### Records for this task

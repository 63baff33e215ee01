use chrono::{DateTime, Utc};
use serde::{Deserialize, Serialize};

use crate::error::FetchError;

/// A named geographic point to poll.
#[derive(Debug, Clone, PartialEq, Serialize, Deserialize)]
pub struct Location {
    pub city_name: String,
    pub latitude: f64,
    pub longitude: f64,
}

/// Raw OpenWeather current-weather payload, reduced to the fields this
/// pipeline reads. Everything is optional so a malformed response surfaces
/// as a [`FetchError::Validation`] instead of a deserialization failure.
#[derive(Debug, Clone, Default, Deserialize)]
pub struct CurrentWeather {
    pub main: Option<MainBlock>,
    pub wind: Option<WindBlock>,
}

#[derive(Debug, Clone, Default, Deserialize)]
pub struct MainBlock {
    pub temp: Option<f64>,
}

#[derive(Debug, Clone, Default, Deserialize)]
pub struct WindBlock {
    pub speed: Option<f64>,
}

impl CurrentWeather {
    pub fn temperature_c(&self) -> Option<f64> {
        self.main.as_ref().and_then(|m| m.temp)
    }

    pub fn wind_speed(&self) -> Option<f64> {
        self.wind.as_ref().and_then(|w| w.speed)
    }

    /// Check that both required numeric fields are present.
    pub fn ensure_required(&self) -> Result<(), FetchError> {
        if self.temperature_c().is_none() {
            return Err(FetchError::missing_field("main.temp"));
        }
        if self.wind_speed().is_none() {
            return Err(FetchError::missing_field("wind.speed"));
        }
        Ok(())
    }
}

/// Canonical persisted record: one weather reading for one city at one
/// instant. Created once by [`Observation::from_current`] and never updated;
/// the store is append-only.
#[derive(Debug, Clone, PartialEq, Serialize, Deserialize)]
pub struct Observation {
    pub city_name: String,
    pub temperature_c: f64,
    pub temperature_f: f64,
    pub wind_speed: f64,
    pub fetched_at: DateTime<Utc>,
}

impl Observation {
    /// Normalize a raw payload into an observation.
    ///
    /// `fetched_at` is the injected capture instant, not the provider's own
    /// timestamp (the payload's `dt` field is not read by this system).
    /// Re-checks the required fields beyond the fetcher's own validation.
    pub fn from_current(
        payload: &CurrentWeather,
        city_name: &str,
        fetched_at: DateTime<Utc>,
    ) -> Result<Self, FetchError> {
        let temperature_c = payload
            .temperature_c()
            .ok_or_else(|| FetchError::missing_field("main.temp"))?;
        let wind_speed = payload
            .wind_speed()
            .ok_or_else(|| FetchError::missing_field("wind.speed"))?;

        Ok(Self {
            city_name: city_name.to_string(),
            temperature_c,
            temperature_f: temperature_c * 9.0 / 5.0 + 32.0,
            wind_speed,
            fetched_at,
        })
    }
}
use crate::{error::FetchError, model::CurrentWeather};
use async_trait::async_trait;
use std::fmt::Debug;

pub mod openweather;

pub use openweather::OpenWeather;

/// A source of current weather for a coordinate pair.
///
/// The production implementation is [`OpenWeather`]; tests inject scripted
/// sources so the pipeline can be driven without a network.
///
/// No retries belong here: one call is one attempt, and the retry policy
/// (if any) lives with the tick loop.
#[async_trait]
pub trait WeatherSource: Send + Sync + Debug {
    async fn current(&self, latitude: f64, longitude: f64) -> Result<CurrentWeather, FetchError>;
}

### Exercise directions
Using the entries above, output exactly the lines between the line holding "self.wind.as_ref().and_then(|w| w.speed)" and the line holding "the provider's own", end lines included, and nothing more.

### Output for this exercise
        self.wind.as_ref().and_then(|w| w.speed)
    }

    /// Check that both required numeric fields are present.
    pub fn ensure_required(&self) -> Result<(), FetchError> {
        if self.temperature_c().is_none() {
            return Err(FetchError::missing_field("main.temp"));
        }
        if self.wind_speed().is_none() {
            return Err(FetchError::missing_field("wind.speed"));
        }
        Ok(())
    }
}

/// Canonical persisted record: one weather reading for one city at one
/// instant. Created once by [`Observation::from_current`] and never updated;
/// the store is append-only.
#[derive(Debug, Clone, PartialEq, Serialize, Deserialize)]
pub struct Observation {
    pub city_name: String,
    pub temperature_c: f64,
    pub temperature_f: f64,
    pub wind_speed: f64,
    pub fetched_at: DateTime<Utc>,
}

impl Observation {
    /// Normalize a raw payload into an observation.
    ///
    /// `fetched_at` is the injected capture instant, not the provider's own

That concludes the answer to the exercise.